- _ACTION ITEM_
The lines from the start of the data through the line with "a configuration file." are to be returned verbatim; all later lines are to be omitted.

- _EXCERPTED DATA_

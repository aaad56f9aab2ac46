//! Workspace configuration.

use std::collections::HashMap;
use std::fs;
use std::path::{Path, PathBuf};
use std::sync::OnceLock;

use regex::Regex;
use serde_yaml::Value;
use tracing::debug;

use crate::{ConfigError, RuleIgnore, RuleSetIgnore};

/// Name of the configuration file at a workspace root.
pub const CONFIG_FILE: &str = "vigil.yml";

static RULE_SET_NAME: OnceLock<Regex> = OnceLock::new();

/// Returns `true` if `name` is an acceptable rule set name.
///
/// Rule set names are 5 to 32 characters of lowercase ASCII letters, digits
/// and hyphens, starting with a letter or digit. Besides catching typos this
/// rejects structurally valid but meaningless YAML, such as a scalar that was
/// written as a sequence of single characters.
pub fn is_valid_rule_set_name(name: &str) -> bool {
    RULE_SET_NAME
        .get_or_init(|| {
            Regex::new(r"^[a-z0-9][a-z0-9-]{4,31}$").expect("Invalid rule set name pattern")
        })
        .is_match(name)
}

/// A parsed `vigil.yml`.
///
/// A value of this type always selects at least one rule set. The absence of
/// a usable configuration (missing file, malformed file, or no valid rule
/// sets) is represented by `None` from [`WorkspaceConfig::load`], never by an
/// empty `WorkspaceConfig`.
#[derive(Debug, Clone, PartialEq, Eq)]
pub struct WorkspaceConfig {
    /// Selected rule set names, in file order.
    pub rule_set_names: Vec<String>,
    /// Ignore entries keyed by rule set name.
    pub ignore: HashMap<String, RuleSetIgnore>,
}

impl WorkspaceConfig {
    /// Returns the configuration file path for a workspace root if it exists.
    pub fn discover(workspace_root: &Path) -> Option<PathBuf> {
        let path = workspace_root.join(CONFIG_FILE);
        path.is_file().then_some(path)
    }

    /// Loads a configuration file, returning `None` when it is not usable.
    pub fn load(path: &Path) -> Option<Self> {
        match Self::from_file(path) {
            Ok(config) => Some(config),
            Err(e) => {
                debug!("Ignoring config {}: {}", path.display(), e);
                None
            }
        }
    }

    /// Reads and parses a configuration file.
    pub fn from_file(path: &Path) -> Result<Self, ConfigError> {
        let content = fs::read_to_string(path)?;
        Self::from_yaml(&content)
    }

    /// Parses configuration from YAML text.
    pub fn from_yaml(yaml: &str) -> Result<Self, ConfigError> {
        let root: Value = serde_yaml::from_str(yaml)?;
        let Value::Mapping(_) = root else {
            return Err(ConfigError::NotAMapping);
        };

        let rule_set_names = parse_rule_set_names(root.get("rulesets"));
        if rule_set_names.is_empty() {
            return Err(ConfigError::NoRuleSets);
        }

        Ok(Self {
            rule_set_names,
            ignore: parse_ignore(root.get("ignore")),
        })
    }

    /// Returns the ignore entry for a rule, if one is configured.
    pub fn rule_ignore(&self, rule_set_name: &str, rule_name: &str) -> Option<&RuleIgnore> {
        self.ignore.get(rule_set_name)?.get(rule_name)
    }
}

fn parse_rule_set_names(node: Option<&Value>) -> Vec<String> {
    let Some(Value::Sequence(items)) = node else {
        return Vec::new();
    };

    items
        .iter()
        .filter_map(Value::as_str)
        .filter(|name| is_valid_rule_set_name(name))
        .map(str::to_string)
        .collect()
}

fn parse_ignore(node: Option<&Value>) -> HashMap<String, RuleSetIgnore> {
    let mut ignore: HashMap<String, RuleSetIgnore> = HashMap::new();

    let Some(Value::Sequence(entries)) = node else {
        return ignore;
    };

    for entry in entries {
        let Value::Mapping(map) = entry else {
            continue;
        };

        for (key, value) in map {
            let Some(rule_set_name) = key.as_str() else {
                continue;
            };
            if !is_valid_rule_set_name(rule_set_name) {
                continue;
            }
            let Value::Sequence(rules) = value else {
                continue;
            };

            let rule_set = ignore
                .entry(rule_set_name.to_string())
                .or_insert_with(|| RuleSetIgnore::new(rule_set_name));

            for rule in rules {
                parse_rule_entry(rule, rule_set);
            }
        }
    }

    ignore
}

/// Parses `rule-name` or `rule-name: [ {prefix: ...}, ... ]`.
fn parse_rule_entry(node: &Value, rule_set: &mut RuleSetIgnore) {
    match node {
        Value::String(rule_name) if !rule_name.is_empty() => {
            rule_set.add(rule_name, Vec::new());
        }
        Value::Mapping(map) => {
            for (key, value) in map {
                let Some(rule_name) = key.as_str().filter(|name| !name.is_empty()) else {
                    continue;
                };
                rule_set.add(rule_name, collect_prefixes(rule_name, value));
            }
        }
        _ => {}
    }
}

/// Collects the prefixes of one rule's ignore entry.
///
/// Malformed entries contribute no prefix, so a rule whose entries are all
/// malformed ends up ignored everywhere.
fn collect_prefixes(rule_name: &str, node: &Value) -> Vec<String> {
    match node {
        Value::Sequence(entries) => entries
            .iter()
            .flat_map(|entry| prefixes_of_entry(rule_name, entry))
            .collect(),
        Value::Mapping(_) => prefixes_of_entry(rule_name, node),
        Value::Null => Vec::new(),
        _ => {
            debug!("Malformed ignore entry for rule {}: {:?}", rule_name, node);
            Vec::new()
        }
    }
}

/// Reads `prefix: value` where value is a string or a list of strings.
fn prefixes_of_entry(rule_name: &str, node: &Value) -> Vec<String> {
    match node.get("prefix") {
        Some(Value::String(prefix)) => vec![prefix.clone()],
        Some(Value::Sequence(items)) => items
            .iter()
            .filter_map(Value::as_str)
            .map(str::to_string)
            .collect(),
        _ => {
            debug!(
                "Expected `prefix: ...` in ignore entry for rule {}, got {:?}",
                rule_name, node
            );
            Vec::new()
        }
    }
}

#[cfg(test)]
mod tests {
    use super::*;
    use pretty_assertions::assert_eq;
    use rstest::rstest;
    use tempfile::tempdir;

    #[rstest]
    #[case::typical("python-security", true)]
    #[case::digits_first("1abcd", true)]
    #[case::minimum_length("abcde", true)]
    #[case::maximum_length("a234567890123456789012345678901b", true)]
    #[case::too_short("abcd", false)]
    #[case::too_long("a2345678901234567890123456789012b", false)]
    #[case::uppercase("Python-Security", false)]
    #[case::leading_hyphen("-python", false)]
    #[case::underscore("python_security", false)]
    #[case::single_char("p", false)]
    fn rule_set_name_validation(#[case] name: &str, #[case] valid: bool) {
        assert_eq!(is_valid_rule_set_name(name), valid);
    }

    #[test]
    fn parses_rule_sets_in_order_keeping_duplicates() {
        let config = WorkspaceConfig::from_yaml(
            r#"
rulesets:
  - python-security
  - BAD
  - python-best-practices
  - python-security
  - 42
"#,
        )
        .unwrap();

        assert_eq!(
            config.rule_set_names,
            vec![
                "python-security",
                "python-best-practices",
                "python-security"
            ]
        );
        assert!(config.ignore.is_empty());
    }

    #[test]
    fn exploded_scalar_is_rejected() {
        let err = WorkspaceConfig::from_yaml(
            r#"
rulesets:
  - p
  - y
  - t
"#,
        )
        .unwrap_err();

        assert!(matches!(err, ConfigError::NoRuleSets));
    }

    #[rstest]
    #[case::no_rulesets_key("ignore: []\n")]
    #[case::rulesets_scalar("rulesets: python-security\n")]
    #[case::rulesets_null("rulesets:\n")]
    #[case::empty_list("rulesets: []\n")]
    fn missing_rule_sets_yield_error(#[case] yaml: &str) {
        assert!(matches!(
            WorkspaceConfig::from_yaml(yaml),
            Err(ConfigError::NoRuleSets)
        ));
    }

    #[test]
    fn non_mapping_root_is_rejected() {
        assert!(matches!(
            WorkspaceConfig::from_yaml("- python-security\n"),
            Err(ConfigError::NotAMapping)
        ));
    }

    #[test]
    fn malformed_yaml_is_rejected() {
        assert!(matches!(
            WorkspaceConfig::from_yaml("rulesets: [python-security"),
            Err(ConfigError::Yaml(_))
        ));
    }

    #[test]
    fn parses_ignore_entries() {
        let config = WorkspaceConfig::from_yaml(
            r#"
rulesets:
  - python-security
ignore:
  - python-security:
      - no-eval
      - hardcoded-secret:
          - prefix: tests/
          - prefix:
              - fixtures/
              - tests/
      - no-assert:
          - prefix: /src
"#,
        )
        .unwrap();

        let no_eval = config.rule_ignore("python-security", "no-eval").unwrap();
        assert!(no_eval.is_blanket());

        let secret = config
            .rule_ignore("python-security", "hardcoded-secret")
            .unwrap();
        assert_eq!(secret.prefixes, vec!["tests/", "fixtures/"]);

        let no_assert = config.rule_ignore("python-security", "no-assert").unwrap();
        assert_eq!(no_assert.prefixes, vec!["/src"]);

        assert!(config.rule_ignore("python-security", "other").is_none());
        assert!(config.rule_ignore("other-ruleset", "no-eval").is_none());
    }

    #[test]
    fn ignore_entries_for_same_rule_are_merged() {
        let config = WorkspaceConfig::from_yaml(
            r#"
rulesets:
  - python-security
ignore:
  - python-security:
      - no-eval:
          - prefix: a/
  - python-security:
      - no-eval:
          - prefix: [a/, b/]
"#,
        )
        .unwrap();

        let entry = config.rule_ignore("python-security", "no-eval").unwrap();
        assert_eq!(entry.prefixes, vec!["a/", "b/"]);
    }

    #[rstest]
    #[case::blanket_first("      - no-eval\n      - no-eval:\n          - prefix: tests/\n")]
    #[case::prefixed_first("      - no-eval:\n          - prefix: tests/\n      - no-eval\n")]
    fn blanket_and_prefixed_entries_stay_blanket(#[case] entries: &str) {
        let yaml =
            format!("rulesets:\n  - python-security\nignore:\n  - python-security:\n{entries}");
        let config = WorkspaceConfig::from_yaml(&yaml).unwrap();

        let entry = config.rule_ignore("python-security", "no-eval").unwrap();
        assert!(entry.is_blanket());
        assert!(entry.ignores("src/app.py"));
    }

    #[test]
    fn prefix_entries_without_prefix_key_contribute_nothing() {
        let config = WorkspaceConfig::from_yaml(
            r#"
rulesets:
  - python-security
ignore:
  - python-security:
      - no-eval:
          - tests/
      - no-assert:
          - tests/
          - prefix: fixtures/
"#,
        )
        .unwrap();

        let no_eval = config.rule_ignore("python-security", "no-eval").unwrap();
        assert!(no_eval.prefixes.is_empty());
        assert!(no_eval.is_blanket());

        let no_assert = config.rule_ignore("python-security", "no-assert").unwrap();
        assert_eq!(no_assert.prefixes, vec!["fixtures/"]);
        assert!(!no_assert.is_blanket());
    }

    #[test]
    fn malformed_ignore_nodes_are_skipped() {
        let config = WorkspaceConfig::from_yaml(
            r#"
rulesets:
  - python-security
ignore:
  - null
  - just-a-string
  - p:
      - no-eval
  - python-security:
  - python-best-practices:
      - null
      - 12
      - no-print:
"#,
        )
        .unwrap();

        assert!(!config.ignore.contains_key("p"));
        assert!(!config.ignore.contains_key("python-security"));

        let entry = config
            .rule_ignore("python-best-practices", "no-print")
            .unwrap();
        assert!(entry.is_blanket());
        assert_eq!(config.ignore["python-best-practices"].rule_ignores.len(), 1);
    }

    #[test]
    fn ignore_that_is_not_a_sequence_is_ignored() {
        let config = WorkspaceConfig::from_yaml(
            r#"
rulesets:
  - python-security
ignore:
  python-security:
    - no-eval
"#,
        )
        .unwrap();

        assert!(config.ignore.is_empty());
    }

    #[test]
    fn load_returns_none_for_missing_file() {
        let dir = tempdir().unwrap();
        assert!(WorkspaceConfig::load(&dir.path().join(CONFIG_FILE)).is_none());
    }

    #[test]
    fn load_returns_none_for_broken_file() {
        let dir = tempdir().unwrap();
        let path = dir.path().join(CONFIG_FILE);
        fs::write(&path, "rulesets: [\n").unwrap();

        assert!(WorkspaceConfig::load(&path).is_none());
    }

    #[test]
    fn discover_and_load_existing_file() {
        let dir = tempdir().unwrap();
        assert!(WorkspaceConfig::discover(dir.path()).is_none());

        fs::write(dir.path().join(CONFIG_FILE), "rulesets:\n  - python-security\n").unwrap();

        let path = WorkspaceConfig::discover(dir.path()).unwrap();
        let config = WorkspaceConfig::load(&path).unwrap();
        assert_eq!(config.rule_set_names, vec!["python-security"]);
    }
}
//! # vigil_cache
//!
//! Per-workspace cache of the parsed `vigil.yml` and the rules it selects.
//!
//! [`RuleCache`] decides on every refresh whether the cached rules are still
//! current (same remote rule set timestamp, same config file modification
//! time) and only then re-fetches rule content. [`select_rules`] narrows the
//! cached rules to the ones applicable to one file.

mod activity;
mod entry;
mod error;
mod filter;
mod manager;

pub use activity::{ACTIVITY_WINDOW_MS, ActivityTracker};
pub use entry::CacheEntry;
pub use error::CacheError;
pub use filter::{owning_workspace, relative_path, select_rules};
pub use manager::{CACHE_MAX_AGE_MS, CacheEvent, RefreshOutcome, RuleCache};

/// Milliseconds since the Unix epoch.
pub fn now_ms() -> i64 {
    std::time::SystemTime::now()
        .duration_since(std::time::UNIX_EPOCH)
        .map(|d| d.as_millis() as i64)
        .unwrap_or(0)
}
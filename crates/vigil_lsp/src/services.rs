//! Service objects owned by one server instance.

use std::sync::Arc;

use vigil_cache::RuleCache;
use vigil_registry::{
    AnalysisEngine, FetchError, HttpClientBuilder, HttpEngine, HttpRuleSource, RuleSource,
};

use crate::debounce::AnalysisGate;
use crate::fix_registry::FixRegistry;
use crate::pipeline::DiagnosticsPipeline;
use crate::settings::ServerSettings;

/// Everything the backend needs besides document state.
pub struct Services {
    pub settings: ServerSettings,
    pub cache: Arc<RuleCache>,
    pub fixes: Arc<FixRegistry>,
    pub gate: AnalysisGate,
    pub pipeline: DiagnosticsPipeline,
}

impl Services {
    /// Builds services talking to the remote endpoints in `settings`.
    pub fn from_settings(settings: ServerSettings) -> Result<Self, FetchError> {
        let builder = HttpClientBuilder::new()
            .timeout(settings.request_timeout())
            .api_token(settings.api_token.clone());

        let source = HttpRuleSource::new(settings.api_url.clone(), builder.clone())?;
        let engine = HttpEngine::new(settings.engine_url.clone(), builder)?;

        Ok(Self::new(settings, Arc::new(source), Arc::new(engine)))
    }

    /// Builds services over arbitrary remote collaborators.
    pub fn new(
        settings: ServerSettings,
        source: Arc<dyn RuleSource>,
        engine: Arc<dyn AnalysisEngine>,
    ) -> Self {
        let cache = Arc::new(RuleCache::new(source));
        let fixes = Arc::new(FixRegistry::new());
        let pipeline =
            DiagnosticsPipeline::new(cache.clone(), engine, settings.rule_docs_url.clone());

        Self {
            gate: AnalysisGate::new(settings.debounce()),
            settings,
            cache,
            fixes,
            pipeline,
        }
    }
}
//! From a document snapshot to published diagnostics.

use std::path::PathBuf;
use std::sync::Arc;

use tower_lsp::lsp_types::{
    CodeDescription, Diagnostic, DiagnosticSeverity, NumberOrString, Range, Url,
};
use tracing::{debug, warn};
use vigil_cache::RuleCache;
use vigil_registry::{AnalysisEngine, AnalysisRequest, Fix, Language, Violation};

use crate::conversion::engine_range;

/// Documents with fewer lines are never analysed.
pub const MIN_ANALYSABLE_LINES: usize = 2;

/// Diagnostic source reported to the editor.
pub const DIAGNOSTIC_SOURCE: &str = "vigil";

/// The state of a document at the time an analysis starts.
#[derive(Debug, Clone)]
pub struct DocumentSnapshot {
    pub uri: Url,
    pub path: PathBuf,
    pub text: String,
    pub version: Option<i32>,
    pub language: Option<Language>,
}

/// Result of one analysis pass.
///
/// Nothing is stored by the pass itself: the caller decides whether the
/// result is still current before publishing the diagnostics and replacing
/// the document's fixes with `fixes`.
#[derive(Debug, Clone, Default, PartialEq)]
pub struct AnalysisOutcome {
    pub diagnostics: Vec<Diagnostic>,
    /// Fixes keyed by the range of the violation reporting them.
    pub fixes: Vec<(Range, Fix)>,
}

/// Runs one analysis pass for a document.
pub struct DiagnosticsPipeline {
    cache: Arc<RuleCache>,
    engine: Arc<dyn AnalysisEngine>,
    rule_docs_url: String,
}

impl DiagnosticsPipeline {
    pub fn new(
        cache: Arc<RuleCache>,
        engine: Arc<dyn AnalysisEngine>,
        rule_docs_url: impl Into<String>,
    ) -> Self {
        Self {
            cache,
            engine,
            rule_docs_url: rule_docs_url.into(),
        }
    }

    /// Analyses `document`.
    ///
    /// Returns `None` when the document is not worth analysing (unsupported
    /// language, empty, or a single line); previously published diagnostics
    /// and fixes should then be left alone. When no rule applies, or the
    /// engine call fails, the outcome is empty.
    pub async fn run(
        &self,
        document: &DocumentSnapshot,
        workspaces: &[PathBuf],
    ) -> Option<AnalysisOutcome> {
        let Some(language) = document.language else {
            debug!("Unsupported language for {}", document.uri);
            return None;
        };
        if document.text.is_empty() || document.text.lines().count() < MIN_ANALYSABLE_LINES {
            debug!("Too little text to analyse {}", document.uri);
            return None;
        }

        let rules = self
            .cache
            .applicable_rules(workspaces, language, &document.path);

        if rules.is_empty() {
            debug!("No applicable rules for {}", document.uri);
            return Some(AnalysisOutcome::default());
        }

        let request = AnalysisRequest::new(
            document.path.to_string_lossy(),
            language,
            &document.text,
            &rules,
        );

        debug!("Analysing {} with {} rules", document.uri, rules.len());
        let response = match self.engine.analyze(&request).await {
            Ok(response) => response,
            Err(e) => {
                warn!("Analysis failed for {}: {}", document.uri, e);
                return Some(AnalysisOutcome::default());
            }
        };

        let mut outcome = AnalysisOutcome::default();
        for (rule_id, violation) in response.violations() {
            let diagnostic = self.to_diagnostic(rule_id, violation);
            outcome.fixes.extend(
                violation
                    .fixes
                    .iter()
                    .map(|fix| (diagnostic.range, fix.clone())),
            );
            outcome.diagnostics.push(diagnostic);
        }

        Some(outcome)
    }

    /// Builds the diagnostic of one violation.
    fn to_diagnostic(&self, rule_id: &str, violation: &Violation) -> Diagnostic {
        let range = engine_range(violation.start, violation.end);

        Diagnostic {
            range,
            severity: Some(map_severity(&violation.severity)),
            code: Some(NumberOrString::String(rule_id.to_string())),
            code_description: self.rule_link(rule_id),
            source: Some(DIAGNOSTIC_SOURCE.to_string()),
            message: violation.message.clone(),
            ..Default::default()
        }
    }

    fn rule_link(&self, rule_id: &str) -> Option<CodeDescription> {
        let link = format!("{}/{}", self.rule_docs_url.trim_end_matches('/'), rule_id);
        Url::parse(&link).ok().map(|href| CodeDescription { href })
    }
}

/// Maps an engine severity to a diagnostic severity.
///
/// `ERROR` and `WARNING` intentionally share one tier.
pub fn map_severity(severity: &str) -> DiagnosticSeverity {
    match severity.to_ascii_uppercase().as_str() {
        "CRITICAL" => DiagnosticSeverity::ERROR,
        "ERROR" | "WARNING" => DiagnosticSeverity::WARNING,
        _ => DiagnosticSeverity::INFORMATION,
    }
}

- _RESULT OF THE TASK_
repository aaad56f9aab2ac46
//! Workspace configuration.

use std::collections::HashMap;
use std::fs;
use std::path::{Path, PathBuf};
use std::sync::OnceLock;

use regex::Regex;
use serde_yaml::Value;
use tracing::debug;

use crate::{ConfigError, RuleIgnore, RuleSetIgnore};

/// Name of the configuration file at a workspace root.
pub const CONFIG_FILE: &str = "vigil.yml";

static RULE_SET_NAME: OnceLock<Regex> = OnceLock::new();

/// Returns `true` if `name` is an acceptable rule set name.
///
/// Rule set names are 5 to 32 characters of lowercase ASCII letters, digits
/// and hyphens, starting with a letter or digit. Besides catching typos this
/// rejects structurally valid but meaningless YAML, such as a scalar that was
/// written as a sequence of single characters.
pub fn is_valid_rule_set_name(name: &str) -> bool {
    RULE_SET_NAME
        .get_or_init(|| {
            Regex::new(r"^[a-z0-9][a-z0-9-]{4,31}$").expect("Invalid rule set name pattern")
        })
        .is_match(name)
}

/// A parsed `vigil.yml`.
///
/// A value of this type always selects at least one rule set. The absence of
/// a usable configuration (missing file, malformed file, or no valid rule
/// sets) is represented by `None` from [`WorkspaceConfig::load`], never by an
/// empty `WorkspaceConfig`.
#[derive(Debug, Clone, PartialEq, Eq)]
pub struct WorkspaceConfig {
    /// Selected rule set names, in file order.
    pub rule_set_names: Vec<String>,
    /// Ignore entries keyed by rule set name.
    pub ignore: HashMap<String, RuleSetIgnore>,
}

impl WorkspaceConfig {
    /// Returns the configuration file path for a workspace root if it exists.
    pub fn discover(workspace_root: &Path) -> Option<PathBuf> {
        let path = workspace_root.join(CONFIG_FILE);
        path.is_file().then_some(path)
    }

    /// Loads a configuration file, returning `None` when it is not usable.
    pub fn load(path: &Path) -> Option<Self> {
        match Self::from_file(path) {
            Ok(config) => Some(config),
            Err(e) => {
                debug!("Ignoring config {}: {}", path.display(), e);
                None
            }
        }
    }

    /// Reads and parses a configuration file.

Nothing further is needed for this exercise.